Multi-tasking is another key. I’m lucky enough to have my washer and clothes line in my eat-in kitchen (ooh lucky me!) so I often hang the washing out or fold it when I’m feeding the kids (I can’t believe I just wrote that – sigh – I never thought that I’d sound like such a housewife). I also use the opportunity to clean the kitchen while I’m in there too. Sometimes I’ll leave the kids in the kitchen while I bathe the baby. Its a bit tricky as I have to check in on them from time to time (not while the baby is in the bath of course!) but it works. Also, if like me, you get a lot of emails or you need to do admin on your iphone, I find breastfeeding or bath time with the older 2 girls a perfect time to do it.

4. Be vigilant

With 3 kids, 3 and under, if you’re not vigilant, you’ll never be able to stay on top of things. You have to be fairly strict with yourself. When my kids are awake and I’m in the house, when I’m not entertaining them, I’m doing housework. With 3 young kids there is no point trying to rest when they are up and about so don’t even try, you’ll just get frustrated. Don’t worry, you’ll get your Mummy Time…

5. Have Mummy Time

Time out for yourself is essential. It keeps you sane, which not only you will appreciate, but your kids and husband too. You will be more patient and tolerant with your kids and even your husband! You’ll just be happier for having escaped groundhog day. I’m lucky enough to belong to a gym where I can put my youngest 2 in a great creche for 2 hours, 4 times per week! I get to have a shower, have a workout, check my emails, catch up with friends, knowing that my daughters are having a great time painting, singing nursery rhymes, and mucking about with their little friends (or in the case of my baby, having her morning sleep). Even if you aren’t as lucky as me and can’t go to a gym with a creche, you too can make the time, especially if you have a routine in place. I get to take more Mummy Time when my younger 2 are asleep during the day. I also get Mummy Time when my kids go to bed for the night. What can I say, “happy wife, happy life” 🙂

6. Have Date Nights

Its easy to forget your partner when you are inundated with children, especially when there is a little one stuck to your boob most of the time. As my mum would say, I am just “a boob with a head on it”. And that’s probably the way your partner sees you most of the time. It doesn’t exactly promote intimacy (or maybe it does for some). In any case, having fun with your partner and going on the occasional date night is just as important as your Mummy Time. It reminds you both of why you had your kids in the first place and why you fell in love. It all gets lost in the groundhog days and its important to the whole family that you remember. If your relationship is strong and you’re both happy you will find the juggling act a whole lot easier.

7. Pursue other interests

This of course ties in with Mummy Time. The point I want to make here is that you should not let yourself be consumed by your kids. Its all too easy to lose yourself. This isn’t good for you, or for your kids, as much as you convince yourself otherwise. If you can’t convince yourself otherwise, then think about the kind of role model you are going to be to your kids, especially to your daughters. If you don’t have any interests outside mothering them, what are you going to teach them? Don’t give up your old interests when you become a mother – pursue them, make time for them. They define you (if you believe what you do defines you), and you will be a happier person. (Of course, I’m talking about healthy interests here that will complement you as a mother – your raving days are over!)

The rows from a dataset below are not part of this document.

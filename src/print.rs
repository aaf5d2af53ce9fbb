//! `print!`/`println!` macros for kernel-internal diagnostics that should
//! reach the currently selected virtual terminal rather than (or in
//! addition to) the log ring.

use core::fmt;

#[doc(hidden)]
pub fn _print(args: fmt::Args) {
	use core::fmt::Write;
	let _ = write!(crate::tty::console::ActiveConsole, "{}", args);
}

/// Writes formatted text to the currently active console, with no trailing
/// newline.
#[macro_export]
macro_rules! print {
	($($arg:tt)*) => ($crate::print::_print(format_args!($($arg)*)));
}

/// Writes formatted text to the currently active console, followed by a
/// newline.
#[macro_export]
macro_rules! println {
	() => ($crate::print!("\n"));
	($($arg:tt)*) => ($crate::print!("{}\n", format_args!($($arg)*)));
}
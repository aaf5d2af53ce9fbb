//! Exception and IRQ handler bodies, and the syscall call-gate entry point.

use super::pic;
use super::{set_gate, Entry};
use crate::process::scheduler;

/// Minimal interrupt stack frame the CPU pushes before entering a handler
/// compiled with the `x86-interrupt` ABI.
#[repr(C)]
pub struct InterruptFrame {
	pub eip: u32,
	pub cs: u32,
	pub eflags: u32,
	pub esp: u32,
	pub ss: u32,
}

/// Populates every exception and IRQ vector in `table`.
pub fn install(table: &mut [Entry; 256]) {
	set_gate(table, 0, divide_error as u32);
	set_gate(table, 6, invalid_opcode as u32);
	set_gate(table, 8, double_fault as u32);
	set_gate(table, 13, general_protection_fault as u32);
	set_gate(table, 14, page_fault as u32);

	set_gate(table, pic::IRQ0_VECTOR as usize, irq0_timer as u32);
	set_gate(table, pic::IRQ0_VECTOR as usize + 1, irq1_keyboard as u32);
	set_gate(table, pic::IRQ0_VECTOR as usize + 14, irq14_disk as u32);
}

/// Kills the currently running task with a synthetic fault exit status,
/// matching the design decision that user-space faults are fatal (there is
/// no demand paging or signal delivery to recover through).
fn fault_kill_current(reason: &str) {
	log::error!("fatal fault in task {}: {}", scheduler::current_pid(), reason);
	scheduler::exit_current(-1);
}

extern "x86-interrupt" fn divide_error(_frame: InterruptFrame) {
	fault_kill_current("divide error");
}

extern "x86-interrupt" fn invalid_opcode(_frame: InterruptFrame) {
	fault_kill_current("invalid opcode");
}

extern "x86-interrupt" fn double_fault(_frame: InterruptFrame, _err: u32) -> ! {
	crate::kernel_panic!("double fault");
}

extern "x86-interrupt" fn general_protection_fault(_frame: InterruptFrame, _err: u32) {
	fault_kill_current("general protection fault");
}

extern "x86-interrupt" fn page_fault(_frame: InterruptFrame, _err: u32) {
	let addr: u32;
	unsafe {
		core::arch::asm!("mov {0}, cr2", out(reg) addr, options(nostack, nomem));
	}
	fault_kill_current("page fault");
	let _ = addr;
}

extern "x86-interrupt" fn irq0_timer(_frame: InterruptFrame) {
	scheduler::tick();
	pic::send_eoi(0);
}

extern "x86-interrupt" fn irq1_keyboard(_frame: InterruptFrame) {
	crate::device::keyboard::handle_irq();
	pic::send_eoi(1);
}

extern "x86-interrupt" fn irq14_disk(_frame: InterruptFrame) {
	crate::device::storage::pata::handle_irq();
	pic::send_eoi(14);
}

/// The five-word argument frame `{id, arg0..arg3}` the call gate's stack
/// switch leaves on the new kernel stack.
#[repr(C)]
pub struct SyscallFrame {
	pub id: u32,
	pub arg0: u32,
	pub arg1: u32,
	pub arg2: u32,
	pub arg3: u32,
}

/// Entry point the call gate transfers control to. Reads the argument
/// frame, dispatches through the syscall table, and writes the return value
/// back into `eax` for the `retf` to hand back to user space.
///
/// # Safety
///
/// Only ever reached via the call gate's privilege-level transition; `frame`
/// must point at a frame laid out exactly as the gate's stack switch
/// produces.
#[no_mangle]
pub extern "C" fn syscall_entry() {
	let frame = unsafe { &*(get_arg_frame_ptr() as *const SyscallFrame) };
	let ret = crate::syscall::dispatch(frame.id, frame.arg0, frame.arg1, frame.arg2, frame.arg3);
	set_return_value(ret);
}

/// Reads the pointer to the argument frame left on the kernel stack by the
/// call-gate's automatic parameter copy.
fn get_arg_frame_ptr() -> u32 {
	let esp: u32;
	unsafe {
		core::arch::asm!("mov {0}, esp", out(reg) esp, options(nostack, nomem));
	}
	esp
}

fn set_return_value(v: isize) {
	unsafe {
		core::arch::asm!("mov eax, {0}", in(reg) v as u32, options(nostack, nomem));
	}
}
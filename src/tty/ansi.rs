//! Minimal ANSI/VT100 escape sequence parser. Three states — normal,
//! `ESC` seen, and inside a CSI sequence — cover cursor movement, erase,
//! and SGR color selection, which is all the virtual terminals need.

use super::console::{ConsoleState, ParseState};

const ESC: u8 = 0x1b;

/// Feeds one byte through `c`'s parser state machine, rendering it or
/// updating parser/cursor/color state as appropriate.
pub fn handle_byte(c: &mut ConsoleState, b: u8) {
	match c.state {
		ParseState::Normal => {
			if b == ESC {
				c.state = ParseState::Esc;
			} else {
				c.putchar_raw(b);
			}
		}
		ParseState::Esc => {
			if b == b'[' {
				c.csi_len = 0;
				c.csi_params = [None; 10];
				c.state = ParseState::Csi;
			} else if b == b'7' {
				c.saved_x = c.cursor_x;
				c.saved_y = c.cursor_y;
				c.state = ParseState::Normal;
			} else if b == b'8' {
				c.cursor_x = c.saved_x;
				c.cursor_y = c.saved_y;
				c.state = ParseState::Normal;
			} else {
				c.state = ParseState::Normal;
			}
		}
		ParseState::Csi => handle_csi_byte(c, b),
	}
}

fn handle_csi_byte(c: &mut ConsoleState, b: u8) {
	match b {
		b'0'..=b'9' => {
			if c.csi_len == 0 {
				c.csi_len = 1;
			}
			let idx = c.csi_len - 1;
			if idx < c.csi_params.len() {
				let digit = (b - b'0') as u32;
				c.csi_params[idx] = Some(c.csi_params[idx].unwrap_or(0) * 10 + digit);
			}
		}
		b';' => {
			if c.csi_len < c.csi_params.len() {
				c.csi_len += 1;
			}
		}
		b'A' => {
			let n = param(c, 0, 1);
			c.cursor_y = c.cursor_y.saturating_sub(n as u16);
			c.state = ParseState::Normal;
		}
		b'B' => {
			let n = param(c, 0, 1);
			c.cursor_y = (c.cursor_y + n as u16).min(super::console::HEIGHT - 1);
			c.state = ParseState::Normal;
		}
		b'C' => {
			let n = param(c, 0, 1);
			c.cursor_x = (c.cursor_x + n as u16).min(super::console::WIDTH - 1);
			c.state = ParseState::Normal;
		}
		b'D' => {
			let n = param(c, 0, 1);
			c.cursor_x = c.cursor_x.saturating_sub(n as u16);
			c.state = ParseState::Normal;
		}
		b'H' | b'f' => {
			let row = param(c, 0, 1).max(1) - 1;
			let col = param(c, 1, 1).max(1) - 1;
			c.cursor_y = (row as u16).min(super::console::HEIGHT - 1);
			c.cursor_x = (col as u16).min(super::console::WIDTH - 1);
			c.state = ParseState::Normal;
		}
		b'J' => {
			c.erase_display(param(c, 0, 0));
			c.state = ParseState::Normal;
		}
		b'm' => {
			apply_sgr(c);
			c.state = ParseState::Normal;
		}
		0x40..=0x7e => {
			// Unrecognized final byte: drop the sequence.
			c.state = ParseState::Normal;
		}
		_ => {}
	}
}

fn param(c: &ConsoleState, idx: usize, default: u32) -> u32 {
	c.csi_params.get(idx).copied().flatten().unwrap_or(default)
}

fn apply_sgr(c: &mut ConsoleState) {
	let count = c.csi_len.max(1);
	for i in 0..count {
		match param(c, i, 0) {
			0 => {
				c.fg = super::console::COLOR_LIGHT_GREY;
				c.bg = super::console::COLOR_BLACK;
			}
			30 => c.fg = super::console::COLOR_BLACK,
			31 => c.fg = super::console::COLOR_RED,
			32 => c.fg = super::console::COLOR_GREEN,
			33 => c.fg = super::console::COLOR_BROWN,
			34 => c.fg = super::console::COLOR_BLUE,
			35 => c.fg = super::console::COLOR_MAGENTA,
			36 => c.fg = super::console::COLOR_CYAN,
			37 => c.fg = super::console::COLOR_LIGHT_GREY,
			40 => c.bg = super::console::COLOR_BLACK,
			41 => c.bg = super::console::COLOR_RED,
			42 => c.bg = super::console::COLOR_GREEN,
			43 => c.bg = super::console::COLOR_BROWN,
			44 => c.bg = super::console::COLOR_BLUE,
			45 => c.bg = super::console::COLOR_MAGENTA,
			46 => c.bg = super::console::COLOR_CYAN,
			47 => c.bg = super::console::COLOR_LIGHT_GREY,
			1 => {
				c.fg = match c.fg {
					super::console::COLOR_BLACK => super::console::COLOR_DARK_GREY,
					super::console::COLOR_RED => super::console::COLOR_LIGHT_RED,
					super::console::COLOR_GREEN => super::console::COLOR_LIGHT_GREEN,
					super::console::COLOR_BROWN => super::console::COLOR_YELLOW,
					super::console::COLOR_BLUE => super::console::COLOR_LIGHT_BLUE,
					super::console::COLOR_MAGENTA => super::console::COLOR_LIGHT_MAGENTA,
					super::console::COLOR_CYAN => super::console::COLOR_LIGHT_CYAN,
					other => other.max(super::console::COLOR_WHITE),
				}
			}
			_ => {}
		}
	}
}

#[cfg(test)]
mod tests {
	use super::*;

	#[test_case]
	fn csi_color_then_erase() {
		let mut c = ConsoleState::test_instance(0);
		for &b in b"\x1b[31;1m" {
			handle_byte(&mut c, b);
		}
		assert_eq!(c.fg, super::super::console::COLOR_LIGHT_RED);
	}

	#[test_case]
	fn cursor_position_sequence() {
		let mut c = ConsoleState::test_instance(1);
		for &b in b"\x1b[5;10H" {
			handle_byte(&mut c, b);
		}
		assert_eq!(c.cursor_y, 4);
		assert_eq!(c.cursor_x, 9);
	}
}
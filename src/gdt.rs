//! The Global Descriptor Table: kernel/user code and data segments, a call
//! gate for the syscall entry point, and one Task State Segment descriptor
//! per task slot.
//!
//! Hardware task switching (a `ljmp` to a TSS selector) is how the scheduler
//! performs a context switch, so every task needs its own TSS descriptor
//! for the lifetime of its slot in the task pool.

use crate::process::MAX_TASKS;
use crate::sync::Mutex;
use core::arch::asm;
use core::mem::size_of;

/// The offset of the kernel code segment.
pub const KERNEL_CS: usize = 8;
/// The offset of the kernel data segment.
pub const KERNEL_DS: usize = 16;
/// The offset of the user code segment.
pub const USER_CS: usize = 24;
/// The offset of the user data segment.
pub const USER_DS: usize = 32;
/// The offset of the syscall call gate descriptor.
pub const CALL_GATE_OFFSET: usize = 40;
/// The offset of the first per-task TSS descriptor.
pub const TSS_BASE_OFFSET: usize = 48;

/// Number of fixed (non-TSS) descriptors before the TSS pool.
const FIXED_ENTRIES: usize = TSS_BASE_OFFSET / 8;
/// Total GDT entries: the fixed ones plus one TSS descriptor per task slot.
const GDT_ENTRIES: usize = FIXED_ENTRIES + MAX_TASKS;

/// A raw 8-byte GDT entry (also reused, bit-for-bit, as one half of a
/// 16-byte call-gate or TSS descriptor on IA-32; the upper half is written
/// through [`set_base`]/[`set_limit`] just the same).
#[repr(transparent)]
#[derive(Clone, Copy, Default)]
pub struct Entry(pub u64);

impl Entry {
	#[inline(always)]
	pub fn get_base(&self) -> u32 {
		(((self.0 >> 16) & 0xffffff) | ((self.0 >> 32) & 0xff00_0000)) as _
	}

	#[inline(always)]
	pub fn set_base(&mut self, base: u32) {
		self.0 &= !(0xffffffu64 << 16);
		self.0 &= !(0xffu64 << 56);
		self.0 |= (base as u64 & 0xffffff) << 16;
		self.0 |= ((base as u64 >> 24) & 0xff) << 56;
	}

	#[inline(always)]
	pub fn get_limit(&self) -> u32 {
		((self.0 & 0xffff) | (((self.0 >> 48) & 0xf) << 16)) as _
	}

	#[inline(always)]
	pub fn set_limit(&mut self, limit: u32) {
		self.0 &= !0xffffu64;
		self.0 &= !(0xfu64 << 48);
		self.0 |= limit as u64 & 0xffff;
		self.0 |= ((limit as u64 >> 16) & 0xf) << 48;
	}

	#[inline(always)]
	pub fn set_access_byte(&mut self, byte: u8) {
		self.0 &= !(0xffu64 << 40);
		self.0 |= (byte as u64) << 40;
	}

	#[inline(always)]
	pub fn set_flags(&mut self, flags: u8) {
		self.0 &= !(0x0fu64 << 52);
		self.0 |= ((flags as u64) & 0x0f) << 52;
	}
}

/// Raw x86 Task State Segment. Only the fields the hardware switch actually
/// reads at the moment of a task switch are meaningfully populated; I/O
/// bitmap support is not needed since user tasks never issue `in`/`out`.
#[repr(C, packed)]
#[derive(Clone, Copy)]
pub struct Tss {
	pub link: u16,
	_r0: u16,
	pub esp0: u32,
	pub ss0: u16,
	_r1: u16,
	pub esp1: u32,
	pub ss1: u16,
	_r2: u16,
	pub esp2: u32,
	pub ss2: u16,
	_r3: u16,
	pub cr3: u32,
	pub eip: u32,
	pub eflags: u32,
	pub eax: u32,
	pub ecx: u32,
	pub edx: u32,
	pub ebx: u32,
	pub esp: u32,
	pub ebp: u32,
	pub esi: u32,
	pub edi: u32,
	pub es: u16,
	_r4: u16,
	pub cs: u16,
	_r5: u16,
	pub ss: u16,
	_r6: u16,
	pub ds: u16,
	_r7: u16,
	pub fs: u16,
	_r8: u16,
	pub gs: u16,
	_r9: u16,
	pub ldt: u16,
	_r10: u16,
	pub trap: u16,
	pub iomap_base: u16,
}

impl Tss {
	pub const fn zeroed() -> Self {
		// SAFETY: an all-zero TSS is a valid (if useless) TSS; every field
		// is populated explicitly before the descriptor referencing it is
		// ever marked present.
		unsafe { core::mem::zeroed() }
	}
}

struct GdtState {
	table: [Entry; GDT_ENTRIES],
	tss_pool: [Tss; MAX_TASKS],
	free_tss: [bool; MAX_TASKS],
}

static GDT: Mutex<GdtState> = Mutex::new(GdtState {
	table: [Entry(0); GDT_ENTRIES],
	tss_pool: [Tss::zeroed(); MAX_TASKS],
	free_tss: [true; MAX_TASKS],
});

#[repr(C, packed)]
struct GdtDescriptor {
	limit: u16,
	base: u32,
}

/// Builds the fixed segment descriptors (null, kernel/user code/data) and
/// the syscall call gate, then loads the GDT register. Must run once,
/// early in arch init, before any far jump or call-gate invocation.
pub fn init(syscall_entry: extern "C" fn()) {
	let mut g = GDT.lock();

	set_code_data(&mut g.table[1], 0x9a); // kernel code, ring 0
	set_code_data(&mut g.table[2], 0x92); // kernel data, ring 0
	set_code_data(&mut g.table[3], 0xfa); // user code, ring 3
	set_code_data(&mut g.table[4], 0xf2); // user data, ring 3

	set_call_gate(&mut g.table[5], syscall_entry as u32);

	drop(g);
	flush();
}

fn set_code_data(e: &mut Entry, access: u8) {
	e.set_base(0);
	e.set_limit(0xfffff);
	e.set_access_byte(access);
	e.set_flags(0xc); // 4K granularity, 32-bit
}

/// A call gate descriptor has the same 8-byte shape as a segment descriptor
/// but interprets the fields differently: selector:offset of the entry
/// point, a fixed argument count, and a type of `0xec` (present, ring 3
/// accessible, 32-bit call gate, 4 params matching the {id, arg0..arg3}
/// frame).
fn set_call_gate(e: &mut Entry, entry_point: u32) {
	let selector = KERNEL_CS as u64;
	let offset_low = entry_point as u64 & 0xffff;
	let offset_high = (entry_point as u64 >> 16) & 0xffff;
	let param_count = 4u64;
	let access = 0xecu64; // present, DPL=3, type=1100 (32-bit call gate)
	e.0 = offset_low | (selector << 16) | (param_count << 32) | (access << 40) | (offset_high << 48);
}

/// Allocates a TSS slot from the pool for a newly created task, writes its
/// initial fields, and installs (or refreshes) the corresponding GDT
/// descriptor. Returns the GDT selector for the task's TSS.
pub fn alloc_tss(kernel_stack_top: u32, cr3: u32, entry_eip: u32, entry_esp: u32) -> u16 {
	let mut g = GDT.lock();
	let slot = g
		.free_tss
		.iter()
		.position(|f| *f)
		.expect("out of TSS descriptor slots");
	g.free_tss[slot] = false;

	g.tss_pool[slot] = Tss::zeroed();
	{
		let t = &mut g.tss_pool[slot];
		t.ss0 = KERNEL_DS as u16;
		t.esp0 = kernel_stack_top;
		t.cr3 = cr3;
		t.eip = entry_eip;
		t.esp = entry_esp;
		t.eflags = 1 << 9; // IF set
		t.cs = make_segment_selector(USER_CS as u32, 3);
		t.ds = make_segment_selector(USER_DS as u32, 3);
		t.es = t.ds;
		t.fs = t.ds;
		t.gs = t.ds;
		t.ss = t.ds;
		t.iomap_base = size_of::<Tss>() as u16;
	}

	let tss_ptr = core::ptr::addr_of!(g.tss_pool[slot]) as u32;
	let offset = TSS_BASE_OFFSET + slot * 8;
	let entry = &mut g.table[offset / 8];
	entry.set_base(tss_ptr);
	entry.set_limit((size_of::<Tss>() - 1) as u32);
	entry.set_access_byte(0x89); // present, ring 0, 32-bit TSS (available)
	entry.set_flags(0x0);

	make_segment_selector(offset as u32, 0)
}

/// Allocates a TSS descriptor for a task that runs in ring 0 forever (the
/// idle task): unlike [`alloc_tss`], `cs`/`ss` stay the kernel selectors, so
/// the far jump into it never crosses a privilege level.
pub fn alloc_kernel_tss(kernel_stack_top: u32, cr3: u32, entry_eip: u32) -> u16 {
	let mut g = GDT.lock();
	let slot = g
		.free_tss
		.iter()
		.position(|f| *f)
		.expect("out of TSS descriptor slots");
	g.free_tss[slot] = false;

	g.tss_pool[slot] = Tss::zeroed();
	{
		let t = &mut g.tss_pool[slot];
		t.ss0 = KERNEL_DS as u16;
		t.esp0 = kernel_stack_top;
		t.cr3 = cr3;
		t.eip = entry_eip;
		t.esp = kernel_stack_top;
		t.eflags = 1 << 9; // IF set
		t.cs = KERNEL_CS as u16;
		t.ds = KERNEL_DS as u16;
		t.es = t.ds;
		t.fs = t.ds;
		t.gs = t.ds;
		t.ss = t.ds;
		t.iomap_base = size_of::<Tss>() as u16;
	}

	let tss_ptr = core::ptr::addr_of!(g.tss_pool[slot]) as u32;
	let offset = TSS_BASE_OFFSET + slot * 8;
	let entry = &mut g.table[offset / 8];
	entry.set_base(tss_ptr);
	entry.set_limit((size_of::<Tss>() - 1) as u32);
	entry.set_access_byte(0x89);
	entry.set_flags(0x0);

	make_segment_selector(offset as u32, 0)
}

/// Updates the saved register snapshot of an already-allocated TSS slot,
/// e.g. after a task is rescheduled with different hardware state.
pub fn update_tss(slot: usize, f: impl FnOnce(&mut Tss)) {
	let mut g = GDT.lock();
	f(&mut g.tss_pool[slot]);
}

/// Releases a TSS slot back to the pool when its task is reaped.
pub fn free_tss(slot: usize) {
	let mut g = GDT.lock();
	g.free_tss[slot] = true;
}

/// Creates a segment selector for the given segment offset and ring.
#[inline(always)]
pub fn make_segment_selector(offset: u32, ring: u32) -> u16 {
	debug_assert!(ring <= 3);
	(offset | ring) as _
}

/// Loads the task register with `slot`'s TSS selector via `ltr`, without
/// performing a task switch.
///
/// `ljmp`/`lcall` to a TSS only ever *saves* the outgoing task's state —
/// into whatever TSS TR currently names — so TR must already hold a valid,
/// marked-busy TSS before the very first [`switch_to`] is reached, or that
/// save has nowhere safe to go. Init calls this once, with the idle task's
/// slot, right before enabling interrupts and dispatching for the first
/// time.
///
/// # Safety
///
/// Must be called exactly once, before any interrupt that could preempt
/// into [`switch_to`] is possible, and `slot` must refer to a live TSS.
pub unsafe fn load_initial_tr(slot: usize) {
	let offset = TSS_BASE_OFFSET + slot * 8;
	let selector = make_segment_selector(offset as u32, 0);
	asm!("ltr {0:x}", in(reg) selector, options(nostack));
}

/// Performs a hardware task switch by far-jumping to the TSS selector
/// allocated for `slot`.
///
/// # Safety
///
/// `slot` must refer to a live, fully-initialized TSS descriptor; the
/// caller must have interrupts disabled and must not be holding any lock
/// that the switched-to task might also need, since control does not return
/// here until this task is switched back to.
pub unsafe fn switch_to(slot: usize) {
	#[repr(C, packed)]
	struct FarPtr {
		offset: u32,
		selector: u16,
	}
	let offset = TSS_BASE_OFFSET + slot * 8;
	let far_ptr = FarPtr {
		offset: 0,
		selector: make_segment_selector(offset as u32, 0),
	};
	asm!("ljmp [{0}]", in(reg) &far_ptr, options(nostack));
}

/// Loads `cr3` and transfers directly into ring 3 at `(eip, esp)`, never
/// returning to the caller.
///
/// `execve` uses this instead of returning through the call gate: the
/// hardware only reloads a task's `eip`/`esp`/`cr3` from its TSS at the
/// moment of a task switch, and this task's own TSS fields would simply be
/// overwritten with its live (mid-syscall) state the next time it is
/// switched out. Jumping to the new program directly sidesteps that — the
/// in-memory TSS is still kept in sync via [`update_tss`] so a later
/// preemption saves and restores the *new* context correctly.
///
/// # Safety
///
/// `cr3` must map `eip` as user-executable and `esp` as a valid user stack;
/// the caller must not be holding any lock.
pub unsafe fn enter_user_mode(cr3: u32, eip: u32, esp: u32) -> ! {
	let cs = make_segment_selector(USER_CS as u32, 3) as u32;
	let ss = make_segment_selector(USER_DS as u32, 3) as u32;
	let eflags: u32 = 1 << 9; // IF set
	asm!(
		"cli",
		"mov ax, {ss:x}",
		"mov ds, ax",
		"mov es, ax",
		"mov fs, ax",
		"mov gs, ax",
		"mov cr3, {cr3}",
		"push {ss}",
		"push {esp}",
		"push {eflags}",
		"push {cs}",
		"push {eip}",
		"iretd",
		ss = in(reg) ss,
		cr3 = in(reg) cr3,
		esp = in(reg) esp,
		eflags = in(reg) eflags,
		cs = in(reg) cs,
		eip = in(reg) eip,
		options(noreturn)
	);
}

/// Refreshes the GDT register (`lgdt`) and segment registers from the
/// current table contents.
pub fn flush() {
	let g = GDT.lock();
	let desc = GdtDescriptor {
		limit: (size_of::<[Entry; GDT_ENTRIES]>() - 1) as u16,
		base: g.table.as_ptr() as u32,
	};
	unsafe {
		asm!(
			"lgdt [{0}]",
			"mov ax, {kds}",
			"mov ds, ax",
			"mov es, ax",
			"mov fs, ax",
			"mov gs, ax",
			"mov ss, ax",
			in(reg) &desc,
			kds = const KERNEL_DS,
			options(nostack)
		);
	}
}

8. When you can, go to bed early

This is a simple one. You can’t keep the balls up in the air if you’re exhausted. You’re bound to drop one. So when you can, make sure you get enough sleep.

9. Share the pain

As they say, misery loves company 🙂 Oh, its not that bad! Looking after kids can be isolating. Don’t hole up at home with the kids – get out to your local playgroup and spend some time with other mums. You’ll enjoy their company and some adult conversation and your kids will get to play with other kids. Mothers groups are fabulous supports, especially to expats who don’t have family support. I don’t know what I would have done without Maida Vale Mums: http://www.maidavalemums.com/

10. Go easy on yourself

With motherhood comes guilt. The guilt worsens with each child you have. But you have to get over it. You can’t do everything and be everything to everyone. You just have to do your best. Don’t feel guilty about all the things that you think you should be doing, its just a waste of time. Love your kids, love your life, and the rest will fall into place.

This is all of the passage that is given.